=== EXERCISE DESCRIPTION ===
Write out each line of the material again, word for word.

──────── INPUT

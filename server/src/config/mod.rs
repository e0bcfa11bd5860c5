use std::env;
use std::str::FromStr;

use thiserror::Error;

use crate::auth::JwtConfig;

pub mod cors;
pub mod security;

pub use cors::create_cors_layer;
pub use security::create_security_headers_layer;

const DEFAULT_DATABASE_URL: &str = "postgres://localhost/marquee";
const DEFAULT_MAX_CONNECTIONS: u32 = 5;
const DEFAULT_HOST: &str = "0.0.0.0";
const DEFAULT_PORT: u16 = 3001;
const DEFAULT_JWT_EXPIRY_MINS: i64 = 60;
pub const DEFAULT_ALLOWED_ORIGINS: &str = "http://localhost:3000,http://localhost:5173";

const DEV_JWT_SECRET: &str = "marquee-dev-jwt-secret";
const DEV_QR_SECRET: &str = "marquee-dev-qr-secret";

#[derive(Debug, Error, PartialEq, Eq)]
pub enum ConfigError {
    #[error("{0} must be set in production")]
    Missing(&'static str),

    #[error("{var} has an invalid value '{value}'")]
    Invalid { var: &'static str, value: String },
}

#[derive(Debug, Clone, Copy, PartialEq, Eq)]
pub enum StorageBackend {
    Postgres,
    Memory,
}

impl FromStr for StorageBackend {
    type Err = ();

    fn from_str(s: &str) -> Result<Self, Self::Err> {
        match s.to_ascii_lowercase().as_str() {
            "postgres" => Ok(StorageBackend::Postgres),
            "memory" => Ok(StorageBackend::Memory),
            _ => Err(()),
        }
    }
}

#[derive(Debug, Clone)]
pub struct Config {
    pub storage: StorageBackend,
    pub database_url: String,
    pub database_max_connections: u32,
    pub host: String,
    pub port: u16,
    pub cors_allowed_origins: String,
    pub jwt: JwtConfig,
    pub qr_secret: String,
    pub seed_on_start: bool,
    /// `RUST_ENV=production`: enables HSTS and requires real secrets.
    pub production: bool,
}

impl Config {
    pub fn from_env() -> Result<Self, ConfigError> {
        Self::from_lookup(|key| env::var(key).ok())
    }

    /// Build the configuration from any key/value source.
    pub fn from_lookup(lookup: impl Fn(&str) -> Option<String>) -> Result<Self, ConfigError> {
        let production = lookup("RUST_ENV")
            .map(|v| v.to_lowercase() == "production")
            .unwrap_or(false);

        Ok(Self {
            storage: parse_or(&lookup, "STORAGE_BACKEND", StorageBackend::Postgres)?,
            database_url: lookup("DATABASE_URL")
                .unwrap_or_else(|| DEFAULT_DATABASE_URL.to_string()),
            database_max_connections: parse_or(
                &lookup,
                "DATABASE_MAX_CONNECTIONS",
                DEFAULT_MAX_CONNECTIONS,
            )?,
            host: lookup("HOST").unwrap_or_else(|| DEFAULT_HOST.to_string()),
            port: parse_or(&lookup, "PORT", DEFAULT_PORT)?,
            cors_allowed_origins: lookup("CORS_ALLOWED_ORIGINS")
                .unwrap_or_else(|| DEFAULT_ALLOWED_ORIGINS.to_string()),
            jwt: JwtConfig {
                secret: secret(&lookup, "JWT_SECRET", DEV_JWT_SECRET, production)?,
                expiry_mins: parse_or(&lookup, "JWT_EXPIRY_MINS", DEFAULT_JWT_EXPIRY_MINS)?,
            },
            qr_secret: secret(&lookup, "QR_SECRET", DEV_QR_SECRET, production)?,
            seed_on_start: parse_or(&lookup, "SEED_ON_START", false)?,
            production,
        })
    }
}

fn parse_or<T: FromStr>(
    lookup: &impl Fn(&str) -> Option<String>,
    var: &'static str,
    default: T,
) -> Result<T, ConfigError> {
    match lookup(var) {
        None => Ok(default),
        Some(value) => value
            .trim()
            .parse()
            .map_err(|_| ConfigError::Invalid { var, value }),
    }
}

fn secret(
    lookup: &impl Fn(&str) -> Option<String>,
    var: &'static str,
    dev_default: &str,
    production: bool,
) -> Result<String, ConfigError> {
    match lookup(var).filter(|v| !v.is_empty()) {
        Some(value) => Ok(value),
        None if production => Err(ConfigError::Missing(var)),
        None => {
            tracing::warn!("{var} not set, using development default");
            Ok(dev_default.to_string())
        }
    }
}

────────────────

=== RESPONSE TO THIS TASK ===
filename server/src/config/mod.rs
repository e0bcfa11bd5860c5
use std::env;
use std::str::FromStr;

use thiserror::Error;

use crate::auth::JwtConfig;

pub mod cors;
pub mod security;

pub use cors::create_cors_layer;
pub use security::create_security_headers_layer;

const DEFAULT_DATABASE_URL: &str = "postgres://localhost/marquee";
const DEFAULT_MAX_CONNECTIONS: u32 = 5;
const DEFAULT_HOST: &str = "0.0.0.0";
const DEFAULT_PORT: u16 = 3001;
const DEFAULT_JWT_EXPIRY_MINS: i64 = 60;
pub const DEFAULT_ALLOWED_ORIGINS: &str = "http://localhost:3000,http://localhost:5173";

const DEV_JWT_SECRET: &str = "marquee-dev-jwt-secret";
const DEV_QR_SECRET: &str = "marquee-dev-qr-secret";

#[derive(Debug, Error, PartialEq, Eq)]
pub enum ConfigError {
    #[error("{0} must be set in production")]
    Missing(&'static str),

    #[error("{var} has an invalid value '{value}'")]
    Invalid { var: &'static str, value: String },
}

#[derive(Debug, Clone, Copy, PartialEq, Eq)]
pub enum StorageBackend {
    Postgres,
    Memory,
}

impl FromStr for StorageBackend {
    type Err = ();

    fn from_str(s: &str) -> Result<Self, Self::Err> {
        match s.to_ascii_lowercase().as_str() {
            "postgres" => Ok(StorageBackend::Postgres),
            "memory" => Ok(StorageBackend::Memory),
            _ => Err(()),
        }
    }
}

#[derive(Debug, Clone)]
pub struct Config {
    pub storage: StorageBackend,
    pub database_url: String,
    pub database_max_connections: u32,
    pub host: String,
    pub port: u16,
    pub cors_allowed_origins: String,
    pub jwt: JwtConfig,
    pub qr_secret: String,
    pub seed_on_start: bool,
    /// `RUST_ENV=production`: enables HSTS and requires real secrets.
    pub production: bool,
}

impl Config {
    pub fn from_env() -> Result<Self, ConfigError> {
        Self::from_lookup(|key| env::var(key).ok())
    }

    /// Build the configuration from any key/value source.
    pub fn from_lookup(lookup: impl Fn(&str) -> Option<String>) -> Result<Self, ConfigError> {
        let production = lookup("RUST_ENV")
            .map(|v| v.to_lowercase() == "production")
            .unwrap_or(false);

        Ok(Self {
            storage: parse_or(&lookup, "STORAGE_BACKEND", StorageBackend::Postgres)?,
            database_url: lookup("DATABASE_URL")
                .unwrap_or_else(|| DEFAULT_DATABASE_URL.to_string()),
            database_max_connections: parse_or(
                &lookup,
                "DATABASE_MAX_CONNECTIONS",
                DEFAULT_MAX_CONNECTIONS,
            )?,
            host: lookup("HOST").unwrap_or_else(|| DEFAULT_HOST.to_string()),
            port: parse_or(&lookup, "PORT", DEFAULT_PORT)?,
            cors_allowed_origins: lookup("CORS_ALLOWED_ORIGINS")
                .unwrap_or_else(|| DEFAULT_ALLOWED_ORIGINS.to_string()),
            jwt: JwtConfig {
                secret: secret(&lookup, "JWT_SECRET", DEV_JWT_SECRET, production)?,
                expiry_mins: parse_or(&lookup, "JWT_EXPIRY_MINS", DEFAULT_JWT_EXPIRY_MINS)?,
            },
            qr_secret: secret(&lookup, "QR_SECRET", DEV_QR_SECRET, production)?,
            seed_on_start: parse_or(&lookup, "SEED_ON_START", false)?,
            production,
        })
    }
}

fn parse_or<T: FromStr>(
    lookup: &impl Fn(&str) -> Option<String>,
    var: &'static str,
    default: T,
) -> Result<T, ConfigError> {
    match lookup(var) {
        None => Ok(default),
        Some(value) => value
            .trim()
            .parse()
            .map_err(|_| ConfigError::Invalid { var, value }),
    }
}

fn secret(
    lookup: &impl Fn(&str) -> Option<String>,
    var: &'static str,
    dev_default: &str,
    production: bool,
) -> Result<String, ConfigError> {
    match lookup(var).filter(|v| !v.is_empty()) {
        Some(value) => Ok(value),
        None if production => Err(ConfigError::Missing(var)),
        None => {
            tracing::warn!("{var} not set, using development default");
            Ok(dev_default.to_string())
        }
    }
}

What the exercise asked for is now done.